▶ _Instructions to follow_
Transcribe only part of the material below: the lines from the one containing "let stay = MoveMode::ToParent" through the one containing "TaskTree::from_tasks(list_id, vec![done.clone(), open.clone()]);", inclusive, exactly as written.

▶ _Listed records_
----

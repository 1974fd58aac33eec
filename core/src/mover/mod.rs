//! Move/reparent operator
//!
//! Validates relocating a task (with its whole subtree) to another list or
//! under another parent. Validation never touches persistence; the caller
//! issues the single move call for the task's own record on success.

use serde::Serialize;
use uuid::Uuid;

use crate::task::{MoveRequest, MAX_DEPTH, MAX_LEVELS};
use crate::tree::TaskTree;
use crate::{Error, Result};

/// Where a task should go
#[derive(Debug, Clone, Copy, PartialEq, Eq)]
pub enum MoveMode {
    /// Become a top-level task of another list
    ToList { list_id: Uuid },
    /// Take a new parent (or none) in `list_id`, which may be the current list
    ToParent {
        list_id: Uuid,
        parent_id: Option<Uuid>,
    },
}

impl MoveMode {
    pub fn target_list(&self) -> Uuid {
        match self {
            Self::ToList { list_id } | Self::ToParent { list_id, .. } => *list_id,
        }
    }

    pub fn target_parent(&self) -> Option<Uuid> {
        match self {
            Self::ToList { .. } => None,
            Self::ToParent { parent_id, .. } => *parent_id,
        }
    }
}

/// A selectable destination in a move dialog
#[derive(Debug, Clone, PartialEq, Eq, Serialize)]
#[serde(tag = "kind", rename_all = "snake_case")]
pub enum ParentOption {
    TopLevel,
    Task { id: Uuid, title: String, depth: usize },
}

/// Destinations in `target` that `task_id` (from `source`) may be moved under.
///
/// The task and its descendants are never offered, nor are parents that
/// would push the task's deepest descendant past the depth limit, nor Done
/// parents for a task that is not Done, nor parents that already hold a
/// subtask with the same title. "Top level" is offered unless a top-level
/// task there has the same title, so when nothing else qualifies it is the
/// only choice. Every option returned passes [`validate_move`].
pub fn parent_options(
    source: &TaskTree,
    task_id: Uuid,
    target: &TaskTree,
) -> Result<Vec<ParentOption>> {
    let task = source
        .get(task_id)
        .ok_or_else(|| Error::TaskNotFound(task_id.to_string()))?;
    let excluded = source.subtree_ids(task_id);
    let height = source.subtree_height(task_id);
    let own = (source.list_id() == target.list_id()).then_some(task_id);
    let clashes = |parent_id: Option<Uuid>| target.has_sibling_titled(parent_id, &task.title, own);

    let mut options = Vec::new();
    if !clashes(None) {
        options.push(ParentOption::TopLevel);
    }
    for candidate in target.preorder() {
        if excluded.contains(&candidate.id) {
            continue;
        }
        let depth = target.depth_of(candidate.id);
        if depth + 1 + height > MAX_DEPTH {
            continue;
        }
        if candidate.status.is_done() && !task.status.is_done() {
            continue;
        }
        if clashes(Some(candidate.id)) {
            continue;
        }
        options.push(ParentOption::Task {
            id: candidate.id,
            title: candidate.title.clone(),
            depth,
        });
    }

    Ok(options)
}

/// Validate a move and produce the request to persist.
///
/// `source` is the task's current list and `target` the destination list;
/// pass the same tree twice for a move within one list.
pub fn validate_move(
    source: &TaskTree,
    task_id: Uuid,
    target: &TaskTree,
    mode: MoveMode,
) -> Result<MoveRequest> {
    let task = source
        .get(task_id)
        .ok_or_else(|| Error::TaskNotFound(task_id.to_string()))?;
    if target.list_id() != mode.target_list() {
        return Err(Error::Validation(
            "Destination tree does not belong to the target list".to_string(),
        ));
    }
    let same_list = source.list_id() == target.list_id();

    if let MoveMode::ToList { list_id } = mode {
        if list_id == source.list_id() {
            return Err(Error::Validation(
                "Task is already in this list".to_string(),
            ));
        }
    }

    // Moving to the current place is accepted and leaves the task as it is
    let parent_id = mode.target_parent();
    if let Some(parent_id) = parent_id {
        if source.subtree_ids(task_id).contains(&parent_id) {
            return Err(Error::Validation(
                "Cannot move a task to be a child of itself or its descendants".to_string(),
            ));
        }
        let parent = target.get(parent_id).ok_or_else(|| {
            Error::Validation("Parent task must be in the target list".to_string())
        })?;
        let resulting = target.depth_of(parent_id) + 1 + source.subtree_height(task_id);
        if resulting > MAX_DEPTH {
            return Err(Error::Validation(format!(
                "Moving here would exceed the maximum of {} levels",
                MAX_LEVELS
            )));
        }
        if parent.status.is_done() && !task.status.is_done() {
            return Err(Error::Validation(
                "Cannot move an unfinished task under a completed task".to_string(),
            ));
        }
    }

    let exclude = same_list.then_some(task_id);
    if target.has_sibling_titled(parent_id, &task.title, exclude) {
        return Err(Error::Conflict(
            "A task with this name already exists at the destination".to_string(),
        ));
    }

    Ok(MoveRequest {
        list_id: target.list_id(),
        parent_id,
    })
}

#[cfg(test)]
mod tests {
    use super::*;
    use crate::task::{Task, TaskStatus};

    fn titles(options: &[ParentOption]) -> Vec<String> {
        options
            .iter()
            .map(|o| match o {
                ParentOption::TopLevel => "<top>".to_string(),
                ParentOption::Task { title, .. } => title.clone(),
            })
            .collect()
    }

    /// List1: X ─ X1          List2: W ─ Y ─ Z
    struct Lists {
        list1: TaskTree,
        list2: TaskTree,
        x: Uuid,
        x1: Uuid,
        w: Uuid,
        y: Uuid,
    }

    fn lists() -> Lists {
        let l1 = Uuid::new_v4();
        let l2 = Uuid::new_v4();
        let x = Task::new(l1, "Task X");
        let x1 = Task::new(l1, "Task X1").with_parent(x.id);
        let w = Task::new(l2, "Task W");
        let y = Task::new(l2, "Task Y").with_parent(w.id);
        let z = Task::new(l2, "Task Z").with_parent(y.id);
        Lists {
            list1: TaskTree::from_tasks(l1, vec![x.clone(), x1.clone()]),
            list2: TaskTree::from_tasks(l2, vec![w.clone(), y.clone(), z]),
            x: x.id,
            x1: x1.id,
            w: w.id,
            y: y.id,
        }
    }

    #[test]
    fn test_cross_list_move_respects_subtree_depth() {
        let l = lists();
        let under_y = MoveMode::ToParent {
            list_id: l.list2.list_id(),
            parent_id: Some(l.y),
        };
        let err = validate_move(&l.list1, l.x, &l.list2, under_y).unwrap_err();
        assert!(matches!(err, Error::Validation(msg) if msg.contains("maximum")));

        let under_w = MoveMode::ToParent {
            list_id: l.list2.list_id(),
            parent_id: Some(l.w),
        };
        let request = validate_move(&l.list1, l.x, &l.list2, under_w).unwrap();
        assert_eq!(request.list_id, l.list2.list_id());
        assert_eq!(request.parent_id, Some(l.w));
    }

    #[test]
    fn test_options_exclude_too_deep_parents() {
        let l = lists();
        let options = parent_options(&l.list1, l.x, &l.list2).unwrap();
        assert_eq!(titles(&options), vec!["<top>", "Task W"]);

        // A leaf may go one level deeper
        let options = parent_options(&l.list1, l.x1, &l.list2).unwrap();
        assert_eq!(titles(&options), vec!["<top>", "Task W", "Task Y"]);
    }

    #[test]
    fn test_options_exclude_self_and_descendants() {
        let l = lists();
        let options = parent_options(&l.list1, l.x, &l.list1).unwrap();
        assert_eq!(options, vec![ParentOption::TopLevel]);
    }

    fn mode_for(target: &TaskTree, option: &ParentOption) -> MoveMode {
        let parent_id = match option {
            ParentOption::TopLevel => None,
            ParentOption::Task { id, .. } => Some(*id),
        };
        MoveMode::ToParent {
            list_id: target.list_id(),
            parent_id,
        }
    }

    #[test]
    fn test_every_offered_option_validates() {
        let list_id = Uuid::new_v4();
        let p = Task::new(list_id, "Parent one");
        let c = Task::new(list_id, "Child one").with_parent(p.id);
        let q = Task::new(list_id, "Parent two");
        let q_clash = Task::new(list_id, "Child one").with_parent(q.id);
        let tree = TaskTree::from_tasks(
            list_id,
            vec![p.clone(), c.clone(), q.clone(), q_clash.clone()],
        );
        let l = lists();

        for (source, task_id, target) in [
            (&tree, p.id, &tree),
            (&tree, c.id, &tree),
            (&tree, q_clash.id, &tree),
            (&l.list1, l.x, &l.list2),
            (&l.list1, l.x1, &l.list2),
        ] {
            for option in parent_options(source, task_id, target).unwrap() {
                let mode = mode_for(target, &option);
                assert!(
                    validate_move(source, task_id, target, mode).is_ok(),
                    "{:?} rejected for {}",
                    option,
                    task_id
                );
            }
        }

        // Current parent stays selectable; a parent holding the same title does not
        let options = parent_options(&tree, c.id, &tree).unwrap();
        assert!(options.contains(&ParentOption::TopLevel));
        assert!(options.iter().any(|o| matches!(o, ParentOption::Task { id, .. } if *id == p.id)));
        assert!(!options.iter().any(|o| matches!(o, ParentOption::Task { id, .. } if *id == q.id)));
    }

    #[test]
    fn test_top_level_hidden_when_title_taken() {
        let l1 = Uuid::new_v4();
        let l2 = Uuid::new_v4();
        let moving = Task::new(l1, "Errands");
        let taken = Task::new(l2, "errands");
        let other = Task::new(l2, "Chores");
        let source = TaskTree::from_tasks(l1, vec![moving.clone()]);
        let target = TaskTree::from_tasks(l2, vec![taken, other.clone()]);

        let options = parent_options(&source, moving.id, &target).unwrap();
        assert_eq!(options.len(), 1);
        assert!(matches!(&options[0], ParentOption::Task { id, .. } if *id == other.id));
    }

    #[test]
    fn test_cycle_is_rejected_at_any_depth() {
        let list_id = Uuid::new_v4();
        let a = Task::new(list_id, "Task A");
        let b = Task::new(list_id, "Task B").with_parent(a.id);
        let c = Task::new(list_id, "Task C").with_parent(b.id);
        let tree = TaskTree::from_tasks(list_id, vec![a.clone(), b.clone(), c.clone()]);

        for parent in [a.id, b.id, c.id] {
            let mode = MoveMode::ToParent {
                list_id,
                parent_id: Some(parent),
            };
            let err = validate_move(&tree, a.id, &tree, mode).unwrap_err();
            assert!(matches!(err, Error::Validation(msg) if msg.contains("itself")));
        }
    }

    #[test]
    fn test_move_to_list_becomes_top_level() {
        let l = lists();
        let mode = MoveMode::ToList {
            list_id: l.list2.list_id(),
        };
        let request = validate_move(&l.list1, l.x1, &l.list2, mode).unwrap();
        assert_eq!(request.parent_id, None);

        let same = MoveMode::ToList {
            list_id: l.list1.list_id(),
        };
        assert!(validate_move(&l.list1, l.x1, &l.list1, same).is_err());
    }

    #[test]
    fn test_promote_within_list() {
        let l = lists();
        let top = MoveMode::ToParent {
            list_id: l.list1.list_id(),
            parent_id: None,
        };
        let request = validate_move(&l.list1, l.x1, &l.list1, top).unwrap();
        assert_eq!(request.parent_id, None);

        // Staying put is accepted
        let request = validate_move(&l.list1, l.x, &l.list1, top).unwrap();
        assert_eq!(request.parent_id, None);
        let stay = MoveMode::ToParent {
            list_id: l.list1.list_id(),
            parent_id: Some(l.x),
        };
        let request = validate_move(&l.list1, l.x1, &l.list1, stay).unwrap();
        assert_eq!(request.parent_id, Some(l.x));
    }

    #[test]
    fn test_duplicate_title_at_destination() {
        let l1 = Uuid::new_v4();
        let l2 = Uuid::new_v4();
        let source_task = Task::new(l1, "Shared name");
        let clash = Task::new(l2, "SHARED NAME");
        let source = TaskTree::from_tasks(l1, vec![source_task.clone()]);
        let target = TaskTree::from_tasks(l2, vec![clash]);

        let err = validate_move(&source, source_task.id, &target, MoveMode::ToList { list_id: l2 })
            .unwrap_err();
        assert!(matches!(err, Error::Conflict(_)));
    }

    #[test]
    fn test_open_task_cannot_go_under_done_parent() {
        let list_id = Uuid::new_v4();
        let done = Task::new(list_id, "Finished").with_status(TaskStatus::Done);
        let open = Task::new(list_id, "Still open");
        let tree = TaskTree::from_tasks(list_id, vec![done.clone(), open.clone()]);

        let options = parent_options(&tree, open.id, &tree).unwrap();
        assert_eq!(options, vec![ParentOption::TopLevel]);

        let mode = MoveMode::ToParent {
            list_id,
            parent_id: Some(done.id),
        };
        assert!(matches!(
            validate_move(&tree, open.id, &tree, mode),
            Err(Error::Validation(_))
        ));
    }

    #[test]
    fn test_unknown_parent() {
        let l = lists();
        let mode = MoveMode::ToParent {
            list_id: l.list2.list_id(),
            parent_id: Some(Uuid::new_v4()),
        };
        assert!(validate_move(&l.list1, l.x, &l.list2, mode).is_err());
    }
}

----

▶ _Task answer_
        let stay = MoveMode::ToParent {
            list_id: l.list1.list_id(),
            parent_id: Some(l.x),
        };
        let request = validate_move(&l.list1, l.x1, &l.list1, stay).unwrap();
        assert_eq!(request.parent_id, Some(l.x));
    }

    #[test]
    fn test_duplicate_title_at_destination() {
        let l1 = Uuid::new_v4();
        let l2 = Uuid::new_v4();
        let source_task = Task::new(l1, "Shared name");
        let clash = Task::new(l2, "SHARED NAME");
        let source = TaskTree::from_tasks(l1, vec![source_task.clone()]);
        let target = TaskTree::from_tasks(l2, vec![clash]);

        let err = validate_move(&source, source_task.id, &target, MoveMode::ToList { list_id: l2 })
            .unwrap_err();
        assert!(matches!(err, Error::Conflict(_)));
    }

    #[test]
    fn test_open_task_cannot_go_under_done_parent() {
        let list_id = Uuid::new_v4();
        let done = Task::new(list_id, "Finished").with_status(TaskStatus::Done);
        let open = Task::new(list_id, "Still open");
        let tree = TaskTree::from_tasks(list_id, vec![done.clone(), open.clone()]);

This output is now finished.